Rataan biaya yang dikeluarkan oleh peternak sapi perah di daerah parongpong berkisar 40 ribu/ekor/hari, malah ada yang mencapai 90 ribu/ekor/hari, hal ini disebabkan ketergantungan akan ampas tahu dan ongok yang tinggi dan kosentrat yang diberikan berkualitas rendah, sejalan dengan pernyataan Ketua GKSI (Gabungan Koperasi Susu Indonesia) Jawa Barat, Dedi Setiadi dan Aun Gunawan bahwa peternak hanya mau membeli kosentrat  dengan harga rendah, “Namun harga konsentrat saat ini Rp2.500 per kilogram. Dan kami berharap pemerintah dapat menurunkan harga tersebut, karena peternak hanya menyanggupi pembelian di harga Rp2.000 per kilogram,”. .(Fokusjabar.com, 21 agustus 2013). Berdasarkan hasil wawancara dengan peternak  di wilayah (KBB, Kab Bandung, Kab. Sumedang, Kab. Sukabumi dan Kab Garut) umumnya peternak dapat menerima bila terjadi perubahan harga kosentrat  tetapi dengan syarat kualitas dan kontinyuitas terjaga, kelemahan fihak KUD dan produsen makanan ternak penyuluhan dan pembinaan pada peternak dalam menjalankan usaha ternaknya termasuk didalamnya manajemen pakan kurang maksimal dilaksanakan.

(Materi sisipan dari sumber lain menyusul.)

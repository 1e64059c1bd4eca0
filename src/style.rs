//! Style descriptors for the brochure.
//!
//! A [`StyleDescriptor`] is a named, immutable bundle of presentation attributes.  The values
//! follow typographic conventions (sizes and spacing in points) and are converted to `genpdf`
//! styles and millimetre margins when the story is rendered.

use genpdf::style::{Color, Style};
use genpdf::{Alignment, Margins, Mm};

/// Millimetres per typographic point.
pub const MM_PER_POINT: f64 = 25.4 / 72.0;

/// Ratio between a font's natural line height and its size for the Helvetica metrics.
const NATURAL_LINE_HEIGHT_RATIO: f64 = 1.15;

/// Dark blue used for the main title.
pub const TITLE_BLUE: Color = Color::Rgb(0x1a, 0x54, 0x90);
/// Blue used for section headings, the conclusion and the callout background.
pub const HEADING_BLUE: Color = Color::Rgb(0x2c, 0x5f, 0x8d);
/// Grey used for the tagline under the title.
pub const TAGLINE_GREY: Color = Color::Rgb(0x55, 0x55, 0x55);
/// Grey used for the footer line.
pub const FOOTER_GREY: Color = Color::Rgb(0x80, 0x80, 0x80);
/// White text on the callout box.
pub const WHITE: Color = Color::Rgb(0xff, 0xff, 0xff);

pub(crate) fn mm_from_f64(value: f64) -> Mm {
    Mm::from(printpdf::Mm(value))
}

pub(crate) fn mm_to_f64(value: Mm) -> f64 {
    let mm: printpdf::Mm = value.into();
    mm.0
}

pub(crate) fn points_to_mm(points: f64) -> Mm {
    mm_from_f64(points * MM_PER_POINT)
}

/// Horizontal alignment of a text block.
#[derive(Clone, Copy, Debug, Default, PartialEq, Eq)]
pub enum HorizontalAlignment {
    /// Left aligned content.
    #[default]
    Left,
    /// Center aligned content.
    Center,
    /// Right aligned content.
    Right,
    /// Fully justified paragraphs.
    Justified,
}

impl From<HorizontalAlignment> for Alignment {
    fn from(alignment: HorizontalAlignment) -> Self {
        match alignment {
            // genpdf has no justification; ragged-right is the closest rendering.
            HorizontalAlignment::Left | HorizontalAlignment::Justified => Alignment::Left,
            HorizontalAlignment::Center => Alignment::Center,
            HorizontalAlignment::Right => Alignment::Right,
        }
    }
}

/// Visual role a block plays in the brochure; each role maps to one descriptor.
#[derive(Clone, Copy, Debug, PartialEq, Eq, Hash)]
pub enum StyleRole {
    /// Main title on the first page.
    Title,
    /// Italic line under the title.
    Tagline,
    /// Section heading.
    Heading,
    /// Running body text.
    Body,
    /// Bulleted or numbered list entry.
    ListItem,
    /// Closing paragraph.
    Conclusion,
    /// Text inside the callout box.
    Callout,
    /// Copyright line at the end of the document.
    Footer,
}

/// Named bundle of presentation attributes.
#[derive(Clone, Debug, PartialEq)]
pub struct StyleDescriptor {
    name: &'static str,
    font_size: u8,
    leading: Option<f64>,
    color: Option<Color>,
    background: Option<Color>,
    alignment: HorizontalAlignment,
    bold: bool,
    italic: bool,
    space_before: f64,
    space_after: f64,
    left_indent: f64,
}

impl StyleDescriptor {
    /// Creates a descriptor with the given name and font size in points.
    pub fn new(name: &'static str, font_size: u8) -> Self {
        Self {
            name,
            font_size,
            leading: None,
            color: None,
            background: None,
            alignment: HorizontalAlignment::Left,
            bold: false,
            italic: false,
            space_before: 0.0,
            space_after: 0.0,
            left_indent: 0.0,
        }
    }

    /// Derives a new descriptor from `self` under a different name.
    pub fn derive(&self, name: &'static str) -> Self {
        Self {
            name,
            ..self.clone()
        }
    }

    fn with_font_size(mut self, font_size: u8) -> Self {
        self.font_size = font_size;
        self
    }

    fn with_leading(mut self, leading: f64) -> Self {
        self.leading = Some(leading);
        self
    }

    fn with_color(mut self, color: Color) -> Self {
        self.color = Some(color);
        self
    }

    fn with_background(mut self, color: Color) -> Self {
        self.background = Some(color);
        self
    }

    fn with_alignment(mut self, alignment: HorizontalAlignment) -> Self {
        self.alignment = alignment;
        self
    }

    fn bold(mut self) -> Self {
        self.bold = true;
        self
    }

    fn italic(mut self) -> Self {
        self.italic = true;
        self
    }

    fn with_space_before(mut self, points: f64) -> Self {
        self.space_before = points;
        self
    }

    fn with_space_after(mut self, points: f64) -> Self {
        self.space_after = points;
        self
    }

    fn with_left_indent(mut self, points: f64) -> Self {
        self.left_indent = points;
        self
    }

    /// Name of the descriptor.
    pub fn name(&self) -> &'static str {
        self.name
    }

    /// Font size in points.
    pub fn font_size(&self) -> u8 {
        self.font_size
    }

    /// Distance between baselines in points, if fixed.
    pub fn leading(&self) -> Option<f64> {
        self.leading
    }

    /// Text color, if not inherited.
    pub fn color(&self) -> Option<Color> {
        self.color
    }

    /// Fill color behind the text, used by the callout box.
    pub fn background(&self) -> Option<Color> {
        self.background
    }

    /// Horizontal alignment.
    pub fn alignment(&self) -> HorizontalAlignment {
        self.alignment
    }

    /// Whether the whole block is bold.
    pub fn is_bold(&self) -> bool {
        self.bold
    }

    /// Whether the whole block is italic.
    pub fn is_italic(&self) -> bool {
        self.italic
    }

    /// Space above the block in points.
    pub fn space_before(&self) -> f64 {
        self.space_before
    }

    /// Space below the block in points.
    pub fn space_after(&self) -> f64 {
        self.space_after
    }

    /// Left indentation in points.
    pub fn left_indent(&self) -> f64 {
        self.left_indent
    }

    /// Builds the `genpdf` text style for this descriptor.
    pub fn to_style(&self) -> Style {
        let mut style = Style::new().with_font_size(self.font_size);
        if let Some(color) = self.color {
            style.set_color(color);
        }
        if self.bold {
            style.set_bold();
        }
        if self.italic {
            style.set_italic();
        }
        if let Some(leading) = self.leading {
            let natural = f64::from(self.font_size) * NATURAL_LINE_HEIGHT_RATIO;
            style.set_line_spacing(leading / natural);
        }
        style
    }

    /// Margins that realise the spacing and indentation around the block.
    pub fn margins(&self) -> Margins {
        Margins::trbl(
            points_to_mm(self.space_before),
            Mm::default(),
            points_to_mm(self.space_after),
            points_to_mm(self.left_indent),
        )
    }
}

/// The fixed set of descriptors used by the brochure.
#[derive(Clone, Debug, PartialEq)]
pub struct StyleSheet {
    title: StyleDescriptor,
    tagline: StyleDescriptor,
    heading: StyleDescriptor,
    body: StyleDescriptor,
    list_item: StyleDescriptor,
    conclusion: StyleDescriptor,
    callout: StyleDescriptor,
    footer: StyleDescriptor,
}

impl StyleSheet {
    /// Builds the brochure palette and typography.
    pub fn brochure() -> Self {
        let body = StyleDescriptor::new("CustomBody", 11)
            .with_alignment(HorizontalAlignment::Justified)
            .with_space_after(12.0)
            .with_leading(16.0);

        Self {
            title: StyleDescriptor::new("CustomTitle", 28)
                .bold()
                .with_color(TITLE_BLUE)
                .with_alignment(HorizontalAlignment::Center)
                .with_space_after(30.0),
            tagline: body
                .derive("Intro")
                .with_font_size(12)
                .with_color(TAGLINE_GREY)
                .with_alignment(HorizontalAlignment::Center)
                .italic(),
            heading: StyleDescriptor::new("CustomSubtitle", 18)
                .bold()
                .with_color(HEADING_BLUE)
                .with_space_before(20.0)
                .with_space_after(12.0),
            list_item: StyleDescriptor::new("CustomList", 11)
                .with_left_indent(20.0)
                .with_space_after(8.0)
                .with_leading(14.0),
            conclusion: body
                .derive("Conclusion")
                .italic()
                .with_color(HEADING_BLUE),
            callout: body
                .derive("FinalBox")
                .with_font_size(10)
                .with_alignment(HorizontalAlignment::Center)
                .with_color(WHITE)
                .with_background(HEADING_BLUE)
                .with_space_after(0.0),
            footer: body
                .derive("Footer")
                .with_font_size(8)
                .with_alignment(HorizontalAlignment::Center)
                .with_color(FOOTER_GREY)
                .italic()
                .with_space_after(0.0),
            body,
        }
    }

    /// Returns the descriptor for `role`.
    pub fn get(&self, role: StyleRole) -> &StyleDescriptor {
        match role {
            StyleRole::Title => &self.title,
            StyleRole::Tagline => &self.tagline,
            StyleRole::Heading => &self.heading,
            StyleRole::Body => &self.body,
            StyleRole::ListItem => &self.list_item,
            StyleRole::Conclusion => &self.conclusion,
            StyleRole::Callout => &self.callout,
            StyleRole::Footer => &self.footer,
        }
    }
}

impl Default for StyleSheet {
    fn default() -> Self {
        Self::brochure()
    }
}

Komunikasi rutin yang terjadi antara peternak dengan kelompok dengan KUD hanya sebatas dalam RAT dengan agenda membahas posisi KUD dan Neraca Keuangan, berdasarkan hasil wawancara lapangan peternak berkeinginan adanya komunikasi langsung dengan pengurus dan petugas KUD dan mereka dapat mengajukan keluhan dan permasalahan dalam mengelola sapi perahnya.  Kondfisi   ini yang menyebabkan keretakan hubungan antara peternak dengan peternak lainya maupun dengan kelompok, termasuk juga dengan KUDnya. Hal ini yang menyebabkan tumbuh suburnya pengusaha susu  di Jawa Barat di luar KUD dengan memanfaatkan kerengangan antara peternak dengan Kelompok termasuk juga dengan KUD, seperti  di daerah Kabupaten Garut,  Kabupaten Tasik Malaya, Kab Bandung, Kab Sumedang, dan didaerah Kabupaten Bandung Barat,

Disebagian wilayah Jawa Barat peran ketua kelompok di peternak sapi perah sudah bergeser dimana ketua kelompok dulunya berfungsi sebagai panutan dan menjebatani hubungan peternak dengan KUD sudah bergeser menjadi usaha pribadi. Ketua kelompok memandang peternak sebagai asset pribadi dan berhak atas susu yang dihasilkan peternak sehingga mereka beranggapan yang berhak menyalurkan susu adalah mereka apakah mau ke KUD ataukah ke pihak diluar KUD. Hal inilah yang menyebabkan perpecahan di KUD yang ada di Jawa Barat dan bangkrutnya KUD.
Perlunya sinergi antara pemerintah, lembaga pendidikan, lembaga keungan dan perbankan dan koperasi dalam pengembangan peternakan sapi perah dimana peran yang diharapkan :
1.         Kelompok ternak dan koperasi  :  mengembalikan peran dan fungsi dari KUD, dimana peran peternak sebagai objek dari kelompok dan KUD dalam pengelolaan bidang usaha di KUD menjadi subjek dan patner kerja dari kelompok dan KUD sehingga peternak mempunyai rasa memilki kepada lembaga KUD dan dapat bekerja sama dalam rangka peningkatan produksi dan kualitas susu yang dihasilkan. Penataan kelembagaan dan manajemen di tingkat KUD dan kelompok sehingga dapat tercapai efisiensi dan efektifitas di tingkat KUD dan kelompok sehingga biaya operasional  susu dari tingkat peternak sampai ke konsumen dalam hal ini IPS dapat diminimalisir sehingga hasil dari  efisiensi biaya dapat dipakai untuk meningkatkan harga beli susu di tingkat peternak.
2.         Pemerintah : membuat kebijakan yang dapat menunjang kelangsungan usaha sapi perah dan dilakukan implementasi oleh petugas lapangan setempat ppl dan UPTD setempat.
3.         Lembaga Keungan dan perbankan, perlunya pemberian pinjaman untuk pakan dan peralatan peternak, dimana pada saat ini pinjaman hanya terfokus pada pengadaan ternak. Dimana pada sapi perah terdapat masa kering (tidak berproduksi susu selama 2 bulan) dan sebagian peternak tidak memberikan pakan tambahan pada masa kering dengan pertimbangan sapinya tidak berproduksi.
4.         Lembaga pendidikan (Universitas, dll), melakukan pendampingan dan implementasi hasil penelitian yang dapat di aplikasikan di lokasi peternak sapi perah.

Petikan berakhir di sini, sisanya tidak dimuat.